Cryolife ( CRY) is being investigated by the SEC in connection with its announcement last week that the FDA had ordered it to recall human tissue it processed after Oct. 3, 2001, because of contamination concerns.

Shares of Cryolife plummeted $4, or more than 40%, to $5.50 on Aug. 14 before trading was halted on the New York Stock Exchange for the announcement of the FDA action.

The death of a 23 year-old knee surgery patient on Nov. 7, 2001 in Minnesota led to the FDA order. Cryolife must not only recall tissue made on Oct. 3 but also destroy any tissue made after that time, according to the FDA order. Cryolife is appealing the FDA's order.

The "FDA is taking this action because it has been determined that Cryolife cannot ensure that the human tissue it processes for transplantation is free from fungal and bacterial contaminants," an FDA statement said.
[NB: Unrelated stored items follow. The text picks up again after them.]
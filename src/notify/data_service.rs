//! # Data-service event family: listener trait and notifier.
//!
//! [`DataServiceListener`] is the capability set observed by consumers of the
//! data service: connection lifecycle, inbound messages, and publish
//! confirmations correlated by plain message id.
//!
//! [`DataServiceNotifier`] owns the family's [`ListenerRegistry`] and fans
//! each event out per the rules in [`crate::notify`].

use std::sync::Arc;

use async_trait::async_trait;

use crate::error::TransportError;
use crate::notify::fan_out;
use crate::registry::ListenerRegistry;

/// Capability set for data-service observers.
///
/// Every method has an empty default body, so implementors override only the
/// events they care about. Implementations may be called from any task; they
/// must not assume a particular thread.
#[async_trait]
pub trait DataServiceListener: Send + Sync + 'static {
    /// The connection to the remote endpoint was established.
    async fn on_connection_established(&self) {}

    /// An orderly disconnect is about to begin.
    async fn on_disconnecting(&self) {}

    /// An orderly disconnect completed.
    async fn on_disconnected(&self) {}

    /// The connection dropped unexpectedly.
    async fn on_connection_lost(&self, cause: &TransportError) {
        let _ = cause;
    }

    /// A message arrived from the remote endpoint.
    async fn on_message_arrived(&self, topic: &str, payload: &[u8], qos: i32, retained: bool) {
        let _ = (topic, payload, qos, retained);
    }

    /// A message left the local queue for the transport.
    async fn on_message_published(&self, message_id: u32, topic: &str) {
        let _ = (message_id, topic);
    }

    /// The transport confirmed delivery of a message.
    async fn on_message_confirmed(&self, message_id: u32, topic: &str) {
        let _ = (message_id, topic);
    }

    /// Human-readable name used in failure logs.
    fn name(&self) -> &'static str {
        std::any::type_name::<Self>()
    }
}

/// Fan-out notifier for the data-service event family.
///
/// Holds the membership both provenance channels feed; see
/// [`registry()`](DataServiceNotifier::registry) for explicit registration
/// and directory tracking.
pub struct DataServiceNotifier {
    registry: Arc<ListenerRegistry<dyn DataServiceListener>>,
}

impl DataServiceNotifier {
    /// Creates a notifier with an empty registry.
    pub fn new() -> Self {
        Self {
            registry: ListenerRegistry::new(),
        }
    }

    /// Returns the registry this notifier snapshots on every emit.
    pub fn registry(&self) -> &Arc<ListenerRegistry<dyn DataServiceListener>> {
        &self.registry
    }

    /// Releases the underlying registry; subsequent emits deliver to nobody.
    pub fn close(&self) {
        self.registry.close();
    }

    pub async fn notify_connection_established(&self) {
        fan_out(
            "on_connection_established",
            self.registry.snapshot(),
            |l| l.name(),
            |l| async move { l.on_connection_established().await },
        )
        .await;
    }

    pub async fn notify_disconnecting(&self) {
        fan_out(
            "on_disconnecting",
            self.registry.snapshot(),
            |l| l.name(),
            |l| async move { l.on_disconnecting().await },
        )
        .await;
    }

    pub async fn notify_disconnected(&self) {
        fan_out(
            "on_disconnected",
            self.registry.snapshot(),
            |l| l.name(),
            |l| async move { l.on_disconnected().await },
        )
        .await;
    }

    pub async fn notify_connection_lost(&self, cause: &TransportError) {
        fan_out(
            "on_connection_lost",
            self.registry.snapshot(),
            |l| l.name(),
            |l| async move { l.on_connection_lost(cause).await },
        )
        .await;
    }

    pub async fn notify_message_arrived(
        &self,
        topic: &str,
        payload: &[u8],
        qos: i32,
        retained: bool,
    ) {
        fan_out(
            "on_message_arrived",
            self.registry.snapshot(),
            |l| l.name(),
            |l| async move { l.on_message_arrived(topic, payload, qos, retained).await },
        )
        .await;
    }

    pub async fn notify_message_published(&self, message_id: u32, topic: &str) {
        fan_out(
            "on_message_published",
            self.registry.snapshot(),
            |l| l.name(),
            |l| async move { l.on_message_published(message_id, topic).await },
        )
        .await;
    }

    pub async fn notify_message_confirmed(&self, message_id: u32, topic: &str) {
        fan_out(
            "on_message_confirmed",
            self.registry.snapshot(),
            |l| l.name(),
            |l| async move { l.on_message_confirmed(message_id, topic).await },
        )
        .await;
    }
}

impl Default for DataServiceNotifier {
    fn default() -> Self {
        Self::new()
    }
}

#[cfg(test)]
mod tests {
    use super::*;
    use crate::registry::RegistrationHandle;
    use std::sync::Mutex;

    /// Records every callback into a log shared across listeners, so tests
    /// can assert cross-listener delivery order.
    struct Recorder {
        label: &'static str,
        log: Arc<Mutex<Vec<String>>>,
    }

    #[async_trait]
    impl DataServiceListener for Recorder {
        async fn on_connection_established(&self) {
            self.log
                .lock()
                .unwrap()
                .push(format!("{}: established", self.label));
        }

        async fn on_message_arrived(&self, topic: &str, payload: &[u8], qos: i32, retained: bool) {
            self.log.lock().unwrap().push(format!(
                "{}: arrived topic={topic} payload={payload:?} qos={qos} retained={retained}",
                self.label
            ));
        }

        fn name(&self) -> &'static str {
            self.label
        }
    }

    /// Always panics on message arrival.
    struct Faulty;

    #[async_trait]
    impl DataServiceListener for Faulty {
        async fn on_message_arrived(&self, _: &str, _: &[u8], _: i32, _: bool) {
            panic!("faulty listener");
        }

        fn name(&self) -> &'static str {
            "faulty"
        }
    }

    fn recorder(label: &'static str, log: &Arc<Mutex<Vec<String>>>) -> Arc<Recorder> {
        Arc::new(Recorder {
            label,
            log: Arc::clone(log),
        })
    }

    #[tokio::test]
    async fn test_failing_listener_does_not_stop_delivery() {
        let notifier = DataServiceNotifier::new();
        let log = Arc::new(Mutex::new(Vec::new()));

        // A throws on message_arrived; B and C must still each see the event
        // exactly once, with the exact arguments, in snapshot order.
        notifier.registry().add_explicit(Arc::new(Faulty));
        notifier.registry().add_explicit(recorder("b", &log));
        notifier.registry().add_explicit(recorder("c", &log));

        notifier
            .notify_message_arrived("sensors/temp", &[0x01, 0x02], 0, false)
            .await;

        let entries = log.lock().unwrap().clone();
        assert_eq!(
            entries,
            vec![
                "b: arrived topic=sensors/temp payload=[1, 2] qos=0 retained=false",
                "c: arrived topic=sensors/temp payload=[1, 2] qos=0 retained=false",
            ]
        );
    }

    #[tokio::test]
    async fn test_failing_listener_stays_registered() {
        let notifier = DataServiceNotifier::new();
        notifier.registry().add_explicit(Arc::new(Faulty));

        notifier.notify_message_arrived("t", &[], 0, false).await;
        notifier.notify_message_arrived("t", &[], 0, false).await;

        assert_eq!(
            notifier.registry().len(),
            1,
            "failure must not unregister the listener"
        );
    }

    #[tokio::test]
    async fn test_emit_with_no_listeners_is_not_an_error() {
        let notifier = DataServiceNotifier::new();
        notifier.notify_connection_established().await;
        notifier.notify_message_arrived("t", &[1], 1, true).await;
    }

    #[tokio::test]
    async fn test_back_to_back_emits_preserve_order() {
        let notifier = DataServiceNotifier::new();
        let log = Arc::new(Mutex::new(Vec::new()));
        notifier.registry().add_explicit(recorder("a", &log));

        notifier.notify_message_arrived("t/1", &[], 0, false).await;
        notifier.notify_message_arrived("t/2", &[], 0, false).await;
        notifier.notify_connection_established().await;

        let entries = log.lock().unwrap().clone();
        assert_eq!(entries.len(), 3);
        assert!(entries[0].contains("t/1"));
        assert!(entries[1].contains("t/2"));
        assert_eq!(entries[2], "a: established");
    }

    /// Unregisters itself from inside its own callback.
    struct SelfRemover {
        registry: Arc<ListenerRegistry<dyn DataServiceListener>>,
        handle: Mutex<Option<RegistrationHandle>>,
        log: Arc<Mutex<Vec<String>>>,
    }

    #[async_trait]
    impl DataServiceListener for SelfRemover {
        async fn on_connection_established(&self) {
            self.log.lock().unwrap().push("remover".to_string());
            if let Some(handle) = self.handle.lock().unwrap().take() {
                self.registry.remove_explicit(handle);
            }
        }

        fn name(&self) -> &'static str {
            "self-remover"
        }
    }

    #[tokio::test]
    async fn test_listener_removing_itself_affects_next_snapshot_only() {
        let notifier = DataServiceNotifier::new();
        let log = Arc::new(Mutex::new(Vec::new()));

        let remover = Arc::new(SelfRemover {
            registry: Arc::clone(notifier.registry()),
            handle: Mutex::new(None),
            log: Arc::clone(&log),
        });
        let handle = notifier.registry().add_explicit(remover.clone());
        *remover.handle.lock().unwrap() = Some(handle);
        notifier.registry().add_explicit(recorder("after", &log));

        notifier.notify_connection_established().await;
        // in-flight snapshot already contained both listeners
        assert_eq!(*log.lock().unwrap(), vec!["remover", "after: established"]);

        notifier.notify_connection_established().await;
        assert_eq!(
            *log.lock().unwrap(),
            vec!["remover", "after: established", "after: established"],
            "removed listener is absent from the next snapshot"
        );
    }

    #[tokio::test]
    async fn test_connection_lost_passes_cause_through() {
        struct CauseCheck {
            log: Arc<Mutex<Vec<String>>>,
        }

        #[async_trait]
        impl DataServiceListener for CauseCheck {
            async fn on_connection_lost(&self, cause: &TransportError) {
                self.log.lock().unwrap().push(cause.as_label().to_string());
            }
        }

        let notifier = DataServiceNotifier::new();
        let log = Arc::new(Mutex::new(Vec::new()));
        notifier.registry().add_explicit(Arc::new(CauseCheck {
            log: Arc::clone(&log),
        }));

        notifier
            .notify_connection_lost(&TransportError::LinkDown {
                reason: "keepalive timeout".into(),
            })
            .await;

        assert_eq!(*log.lock().unwrap(), vec!["transport_link_down"]);
    }

    #[tokio::test]
    async fn test_close_silences_the_notifier() {
        let notifier = DataServiceNotifier::new();
        let log = Arc::new(Mutex::new(Vec::new()));
        notifier.registry().add_explicit(recorder("a", &log));

        notifier.close();
        notifier.notify_connection_established().await;
        assert!(log.lock().unwrap().is_empty());
    }
}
Shares of Cryolife closed up 2% at $3.05.

At this time, the SEC's examination of Cryolife is a "fact-finding" investigation, according to the SEC, and it doesn't mean Cryolife has broken any laws. The president of Cryolife, Steven G. Anderson, said the company will cooperate fully with the investigation.

First Call/Thomson Financial analyst consensus predicts Cryolife will lose 32 cents a share in its third quarter and 16 cents for the year.